» **TASK PROMPT**
Each line from the beginning of the entries below through the line that includes "thread affinity but" must be returned exactly as given.

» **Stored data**
════════

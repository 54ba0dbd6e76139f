//! Event loops.
//!
//! Connections and their timers are pinned to one event loop for their
//! entire lifetime. An event loop is a dedicated thread driving a
//! current-thread tokio runtime; [`EventLoopHandle`] is the cheap, cloneable
//! handle used to spawn work onto it from any thread.

use std::fmt;
use std::future::Future;
use std::io;
use std::sync::atomic::{AtomicUsize, Ordering};
use std::sync::mpsc;
use std::thread;

use tokio::runtime;
use tokio::sync::oneshot;
use tokio::task::JoinHandle;

/// Global event loop ID counter.
static EVENT_LOOP_ID_COUNTER: AtomicUsize = AtomicUsize::new(0);

/// Process-unique identifier of an event loop.
#[derive(Debug, Clone, Copy, PartialEq, Eq, Hash, PartialOrd, Ord)]
pub struct EventLoopId(usize);

impl EventLoopId {
    /// Mint the next process-unique id.
    pub fn next() -> Self {
        Self(EVENT_LOOP_ID_COUNTER.fetch_add(1, Ordering::Relaxed))
    }

    /// Create an id from a raw value.
    ///
    /// Callers embedding their own runtimes are responsible for keeping raw
    /// ids distinct from each other; ids minted by [`EventLoopId::next`] are
    /// always safe to mix in.
    pub const fn from_raw(raw: usize) -> Self {
        Self(raw)
    }
}

impl fmt::Display for EventLoopId {
    fn fmt(&self, f: &mut fmt::Formatter<'_>) -> fmt::Result {
        write!(f, "{}", self.0)
    }
}

/// Handle to one event loop.
///
/// Equality is by id; the wrapped runtime handle is not compared.
#[derive(Clone)]
pub struct EventLoopHandle {
    id: EventLoopId,
    handle: runtime::Handle,
}

impl EventLoopHandle {
    /// Wrap an existing runtime handle as an event loop.
    ///
    /// The pool treats the handle as a single-threaded executor; callers
    /// embedding a multi-threaded runtime lose per-loop thread affinity but
    /// keep the scheduling semantics.
    pub fn new(id: EventLoopId, handle: runtime::Handle) -> Self {
        Self { id, handle }
    }

    /// The id of this event loop.
    pub fn id(&self) -> EventLoopId {
        self.id
    }

    /// Spawn a future onto this event loop.
    pub fn spawn<F>(&self, future: F) -> JoinHandle<F::Output>
    where
        F: Future + Send + 'static,
        F::Output: Send + 'static,
    {
        self.handle.spawn(future)
    }
}

impl PartialEq for EventLoopHandle {
    fn eq(&self, other: &Self) -> bool {
        self.id == other.id
    }
}

impl Eq for EventLoopHandle {}

impl fmt::Debug for EventLoopHandle {
    fn fmt(&self, f: &mut fmt::Formatter<'_>) -> fmt::Result {
        f.debug_struct("EventLoopHandle").field("id", &self.id).finish()
    }
}

/// A fixed set of event loops with round-robin selection.
pub struct EventLoopGroup {
    loops: Vec<EventLoopHandle>,
    next: AtomicUsize,
    threads: Vec<thread::JoinHandle<()>>,
    stop: Vec<oneshot::Sender<()>>,
}

impl EventLoopGroup {
    /// Start `count` event loop threads.
    ///
    /// # Panics
    ///
    /// Panics if `count` is zero.
    pub fn new(count: usize) -> io::Result<Self> {
        assert!(count > 0, "an event loop group needs at least one loop");

        let mut loops = Vec::with_capacity(count);
        let mut threads = Vec::with_capacity(count);
        let mut stop = Vec::with_capacity(count);

        for _ in 0..count {
            let id = EventLoopId::next();
            let (handle_tx, handle_rx) = mpsc::channel::<io::Result<runtime::Handle>>();
            let (stop_tx, stop_rx) = oneshot::channel::<()>();

            let thread = thread::Builder::new()
                .name(format!("event-loop-{}", id))
                .spawn(move || {
                    let rt = match runtime::Builder::new_current_thread().enable_all().build() {
                        Ok(rt) => rt,
                        Err(e) => {
                            let _ = handle_tx.send(Err(e));
                            return;
                        }
                    };
                    let _ = handle_tx.send(Ok(rt.handle().clone()));
                    // Drive the runtime until the group stops it. Dropping
                    // the sender unblocks this as well.
                    rt.block_on(async {
                        let _ = stop_rx.await;
                    });
                })?;

            let handle = handle_rx
                .recv()
                .map_err(|_| io::Error::other("event loop thread exited during startup"))??;

            loops.push(EventLoopHandle::new(id, handle));
            threads.push(thread);
            stop.push(stop_tx);
        }

        Ok(Self {
            loops,
            next: AtomicUsize::new(0),
            threads,
            stop,
        })
    }

    /// Select the next event loop, round-robin.
    pub fn next(&self) -> EventLoopHandle {
        let idx = self.next.fetch_add(1, Ordering::Relaxed) % self.loops.len();
        self.loops[idx].clone()
    }

    /// Look up a loop by id.
    pub fn get(&self, id: EventLoopId) -> Option<&EventLoopHandle> {
        self.loops.iter().find(|l| l.id() == id)
    }

    /// All loops in this group.
    pub fn handles(&self) -> &[EventLoopHandle] {
        &self.loops
    }

    /// Number of loops in this group.
    pub fn len(&self) -> usize {
        self.loops.len()
    }

    /// Whether this group has no loops. Always false for a constructed group.
    pub fn is_empty(&self) -> bool {
        self.loops.is_empty()
    }

    /// Stop all loops and join their threads.
    ///
    /// Tasks already spawned are dropped once their runtime stops. Dropping
    /// the group without calling this stops the loops without joining.
    pub fn shutdown(mut self) {
        for tx in self.stop.drain(..) {
            let _ = tx.send(());
        }
        for thread in self.threads.drain(..) {
            let _ = thread.join();
        }
    }
}

impl fmt::Debug for EventLoopGroup {
    fn fmt(&self, f: &mut fmt::Formatter<'_>) -> fmt::Result {
        f.debug_struct("EventLoopGroup")
            .field("loops", &self.loops)
            .finish()
    }
}
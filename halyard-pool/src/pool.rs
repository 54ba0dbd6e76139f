//! The pool itself.
//!
//! Two locks, strictly layered: the state lock guards the state machine and
//! is never held across I/O, callbacks or timer scheduling; the timer lock
//! guards the three timer maps and is only ever held for a map insert or
//! remove. Every timer fire first claims its own map entry under the timer
//! lock and exits when the entry is already gone, so cancellation never has
//! to win a race against an in-flight fire.

use std::collections::HashMap;
use std::fmt;
use std::sync::{Arc, Weak};
use std::time::Instant;

use parking_lot::Mutex;
use tokio::task::JoinHandle;
use tracing::{debug, info, warn};

use crate::config::PoolConfig;
use crate::connection::{ConnectionFactory, ConnectionId};
use crate::connections::CleanupContext;
use crate::event_loop::EventLoopHandle;
use crate::origin::Origin;
use crate::request::{PoolRequest, RequestId};
use crate::state_machine::{
    Action, ConnectionAction, PoolStateMachine, RequestAction, ShutdownNotice,
};

/// Observer of pool lifecycle events.
pub trait PoolDelegate: Send + Sync + 'static {
    /// The pool finished shutting down.
    ///
    /// Fires exactly once per pool. `unclean` is true when requests were
    /// still waiting or in flight when [`Pool::shutdown`] was called.
    fn pool_shutdown(&self, origin: &Origin, unclean: bool) {
        let _ = (origin, unclean);
    }
}

/// Delegate that ignores every event.
#[derive(Debug, Default)]
pub struct NoopDelegate;

impl PoolDelegate for NoopDelegate {}

/// Snapshot of pool state.
#[derive(Debug, Clone, Copy, PartialEq, Eq)]
pub struct PoolStats {
    /// Connection attempts in flight.
    pub starting: usize,
    /// Failed attempts waiting for their backoff timer.
    pub backing_off: usize,
    /// Established connections parked without a request.
    pub idle: usize,
    /// Connections executing a request.
    pub leased: usize,
    /// Requests waiting for a connection.
    pub queued_requests: usize,
}

/// A connection pool for one origin.
///
/// Requests enter through [`execute_request`](Pool::execute_request);
/// transports report back through
/// [`connection_released`](Pool::connection_released) and
/// [`connection_closed`](Pool::connection_closed). The pool may be driven
/// from any thread.
pub struct Pool {
    inner: Arc<PoolInner>,
}

impl Pool {
    /// Create a pool for `origin` dialling through `factory`.
    pub fn new(origin: Origin, config: PoolConfig, factory: Arc<dyn ConnectionFactory>) -> Self {
        Self::with_delegate(origin, config, factory, Arc::new(NoopDelegate))
    }

    /// Create a pool with a lifecycle delegate.
    pub fn with_delegate(
        origin: Origin,
        config: PoolConfig,
        factory: Arc<dyn ConnectionFactory>,
        delegate: Arc<dyn PoolDelegate>,
    ) -> Self {
        info!(
            %origin,
            max_connections = config.max_concurrent_connections,
            "connection pool created"
        );
        let machine = PoolStateMachine::new(config.max_concurrent_connections);
        Self {
            inner: Arc::new(PoolInner {
                origin,
                config,
                factory,
                delegate,
                state: Mutex::new(machine),
                timers: Mutex::new(TimerRegistry::default()),
            }),
        }
    }

    /// The origin this pool serves.
    pub fn origin(&self) -> &Origin {
        &self.inner.origin
    }

    /// Schedule a request: run it on an idle connection, queue it, and
    /// grow the pool when the dispatch rules call for it.
    pub fn execute_request(&self, request: Arc<dyn PoolRequest>) {
        self.inner.process(|machine| machine.execute_request(request));
    }

    /// Give up on a queued request.
    ///
    /// A request already handed to a connection is unaffected; cancelling
    /// it is the transport's business.
    pub fn cancel_request(&self, id: RequestId) {
        self.inner.process(|machine| machine.cancel_request(id));
    }

    /// A transport finished its request and can take another.
    pub fn connection_released(&self, id: ConnectionId) {
        self.inner.process(|machine| machine.connection_released(id));
    }

    /// A transport closed without the pool asking for it.
    pub fn connection_closed(&self, id: ConnectionId) {
        self.inner.process(|machine| machine.connection_closed(id));
    }

    /// Tear the pool down. Single-shot.
    ///
    /// Queued requests fail with
    /// [`PoolError::Cancelled`](crate::error::PoolError::Cancelled); leased
    /// connections are cancelled and closed. The delegate is notified once
    /// the last connection is gone.
    ///
    /// # Panics
    ///
    /// Panics when called more than once.
    pub fn shutdown(&self) {
        self.inner.process(|machine| machine.shutdown());
    }

    /// Snapshot the current pool state.
    pub fn stats(&self) -> PoolStats {
        let machine = self.inner.state.lock();
        let counts = machine.connection_counts();
        PoolStats {
            starting: counts.starting,
            backing_off: counts.backing_off,
            idle: counts.idle,
            leased: counts.leased,
            queued_requests: machine.queued_requests(),
        }
    }
}

impl fmt::Debug for Pool {
    fn fmt(&self, f: &mut fmt::Formatter<'_>) -> fmt::Result {
        f.debug_struct("Pool")
            .field("origin", &self.inner.origin)
            .finish()
    }
}

#[derive(Default)]
struct TimerRegistry {
    request_timeouts: HashMap<RequestId, JoinHandle<()>>,
    idle_timeouts: HashMap<ConnectionId, JoinHandle<()>>,
    backoffs: HashMap<ConnectionId, JoinHandle<()>>,
}

struct PoolInner {
    origin: Origin,
    config: PoolConfig,
    factory: Arc<dyn ConnectionFactory>,
    delegate: Arc<dyn PoolDelegate>,
    state: Mutex<PoolStateMachine>,
    timers: Mutex<TimerRegistry>,
}

impl PoolInner {
    /// Run one event: advance the state machine under the state lock, then
    /// perform the returned actions with the lock released.
    fn process(self: &Arc<Self>, event: impl FnOnce(&mut PoolStateMachine) -> Action) {
        let action = {
            let mut machine = self.state.lock();
            event(&mut machine)
        };
        self.run_request_action(action.request);
        self.run_connection_action(action.connection);
    }

    fn run_request_action(self: &Arc<Self>, action: RequestAction) {
        match action {
            RequestAction::None => {}
            RequestAction::Execute {
                waiter,
                connection,
                cancel_timeout,
            } => {
                if cancel_timeout {
                    self.cancel_request_timeout(waiter.id());
                }
                debug!(request = %waiter.id(), connection = connection.id(), "executing request");
                connection.execute(waiter.into_request());
            }
            RequestAction::Fail {
                waiter,
                error,
                cancel_timeout,
            } => {
                if cancel_timeout {
                    self.cancel_request_timeout(waiter.id());
                }
                debug!(request = %waiter.id(), %error, "failing request");
                waiter.into_request().fail(error);
            }
            RequestAction::FailAll { waiters, error } => {
                for waiter in waiters {
                    self.cancel_request_timeout(waiter.id());
                    waiter.into_request().fail(error.clone());
                }
            }
            RequestAction::ScheduleTimeout {
                request,
                event_loop,
            } => {
                self.schedule_request_timeout(&request, &event_loop);
                request.queued();
            }
            RequestAction::CancelTimeout { request_id } => {
                self.cancel_request_timeout(request_id);
            }
        }
    }

    fn run_connection_action(self: &Arc<Self>, action: ConnectionAction) {
        match action {
            ConnectionAction::None => {}
            ConnectionAction::Create { id, event_loop } => {
                self.create_connection(id, event_loop);
            }
            ConnectionAction::ScheduleBackoff {
                id,
                backoff,
                event_loop,
            } => {
                let weak = Arc::downgrade(self);
                let mut timers = self.timers.lock();
                let task = event_loop.spawn(async move {
                    tokio::time::sleep(backoff).await;
                    let Some(inner) = weak.upgrade() else { return };
                    if inner.timers.lock().backoffs.remove(&id).is_none() {
                        return;
                    }
                    inner.process(|machine| machine.connection_creation_backoff_done(id));
                });
                timers.backoffs.insert(id, task);
            }
            ConnectionAction::ScheduleIdleTimeout { id, event_loop } => {
                let idle_timeout = self.config.idle_timeout;
                let weak = Arc::downgrade(self);
                let mut timers = self.timers.lock();
                let task = event_loop.spawn(async move {
                    tokio::time::sleep(idle_timeout).await;
                    let Some(inner) = weak.upgrade() else { return };
                    if inner.timers.lock().idle_timeouts.remove(&id).is_none() {
                        return;
                    }
                    inner.process(|machine| machine.connection_idle_timeout(id));
                });
                timers.idle_timeouts.insert(id, task);
            }
            ConnectionAction::CancelIdleTimeout { id } => {
                let task = self.timers.lock().idle_timeouts.remove(&id);
                if let Some(task) = task {
                    task.abort();
                }
            }
            ConnectionAction::Close {
                connection,
                shutdown,
            } => {
                debug!(connection = connection.id(), "closing connection");
                connection.close();
                self.notify_shutdown(shutdown);
            }
            ConnectionAction::Cleanup { context, shutdown } => {
                self.cleanup_connections(context, shutdown);
            }
        }
    }

    /// Hand a reserved id to the factory; its outcome re-enters the state
    /// machine as established or failed.
    fn create_connection(self: &Arc<Self>, id: ConnectionId, event_loop: EventLoopHandle) {
        debug!(connection = id, event_loop = %event_loop.id(), "starting connection attempt");
        let factory = Arc::clone(&self.factory);
        let deadline = Instant::now() + self.config.connect_timeout;
        let weak = Arc::downgrade(self);
        let dial_loop = event_loop.clone();
        event_loop.spawn(async move {
            let result = factory.make_connection(id, dial_loop, deadline).await;
            let Some(inner) = weak.upgrade() else { return };
            match result {
                Ok(connection) => {
                    debug_assert_eq!(
                        connection.id(),
                        id,
                        "factory returned a connection under the wrong id"
                    );
                    inner.process(|machine| machine.new_connection_established(connection));
                }
                Err(error) => {
                    inner.process(|machine| machine.failed_to_create_connection(id, error));
                }
            }
        });
    }

    fn schedule_request_timeout(
        self: &Arc<Self>,
        request: &Arc<dyn PoolRequest>,
        event_loop: &EventLoopHandle,
    ) {
        let id = request.id();
        let deadline = request.connection_deadline();
        let weak = Arc::downgrade(self);
        let mut timers = self.timers.lock();
        let task = event_loop.spawn(async move {
            tokio::time::sleep_until(tokio::time::Instant::from_std(deadline)).await;
            let Some(inner) = weak.upgrade() else { return };
            if inner.timers.lock().request_timeouts.remove(&id).is_none() {
                return;
            }
            inner.process(|machine| machine.timeout_request(id));
        });
        timers.request_timeouts.insert(id, task);
    }

    fn cancel_request_timeout(&self, id: RequestId) {
        let task = self.timers.lock().request_timeouts.remove(&id);
        if let Some(task) = task {
            task.abort();
        }
    }

    fn cancel_backoff_timer(&self, id: ConnectionId) {
        let task = self.timers.lock().backoffs.remove(&id);
        if let Some(task) = task {
            task.abort();
        }
    }

    fn cleanup_connections(&self, context: CleanupContext, shutdown: ShutdownNotice) {
        for connection in context.close {
            connection.close();
        }
        for connection in context.cancel {
            connection.shutdown();
        }
        for id in context.connect_backoff {
            self.cancel_backoff_timer(id);
        }
        self.notify_shutdown(shutdown);
    }

    fn notify_shutdown(&self, shutdown: ShutdownNotice) {
        if let ShutdownNotice::Yes { unclean } = shutdown {
            if unclean {
                warn!(origin = %self.origin, "pool shut down with work outstanding");
            } else {
                info!(origin = %self.origin, "pool shut down");
            }
            self.delegate.pool_shutdown(&self.origin, unclean);
        }
    }
}

impl Drop for PoolInner {
    fn drop(&mut self) {
        let timers = self.timers.get_mut();
        for (_, task) in timers.request_timeouts.drain() {
            task.abort();
        }
        for (_, task) in timers.idle_timeouts.drain() {
            task.abort();
        }
        for (_, task) in timers.backoffs.drain() {
            task.abort();
        }
    }
}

════════

» **SOLUTION TO THIS PROBLEM**
repository 54ba0dbd6e76139f
//! Event loops.
//!
//! Connections and their timers are pinned to one event loop for their
//! entire lifetime. An event loop is a dedicated thread driving a
//! current-thread tokio runtime; [`EventLoopHandle`] is the cheap, cloneable
//! handle used to spawn work onto it from any thread.

use std::fmt;
use std::future::Future;
use std::io;
use std::sync::atomic::{AtomicUsize, Ordering};
use std::sync::mpsc;
use std::thread;

use tokio::runtime;
use tokio::sync::oneshot;
use tokio::task::JoinHandle;

/// Global event loop ID counter.
static EVENT_LOOP_ID_COUNTER: AtomicUsize = AtomicUsize::new(0);

/// Process-unique identifier of an event loop.
#[derive(Debug, Clone, Copy, PartialEq, Eq, Hash, PartialOrd, Ord)]
pub struct EventLoopId(usize);

impl EventLoopId {
    /// Mint the next process-unique id.
    pub fn next() -> Self {
        Self(EVENT_LOOP_ID_COUNTER.fetch_add(1, Ordering::Relaxed))
    }

    /// Create an id from a raw value.
    ///
    /// Callers embedding their own runtimes are responsible for keeping raw
    /// ids distinct from each other; ids minted by [`EventLoopId::next`] are
    /// always safe to mix in.
    pub const fn from_raw(raw: usize) -> Self {
        Self(raw)
    }
}

impl fmt::Display for EventLoopId {
    fn fmt(&self, f: &mut fmt::Formatter<'_>) -> fmt::Result {
        write!(f, "{}", self.0)
    }
}

/// Handle to one event loop.
///
/// Equality is by id; the wrapped runtime handle is not compared.
#[derive(Clone)]
pub struct EventLoopHandle {
    id: EventLoopId,
    handle: runtime::Handle,
}

impl EventLoopHandle {
    /// Wrap an existing runtime handle as an event loop.
    ///
    /// The pool treats the handle as a single-threaded executor; callers
    /// embedding a multi-threaded runtime lose per-loop thread affinity but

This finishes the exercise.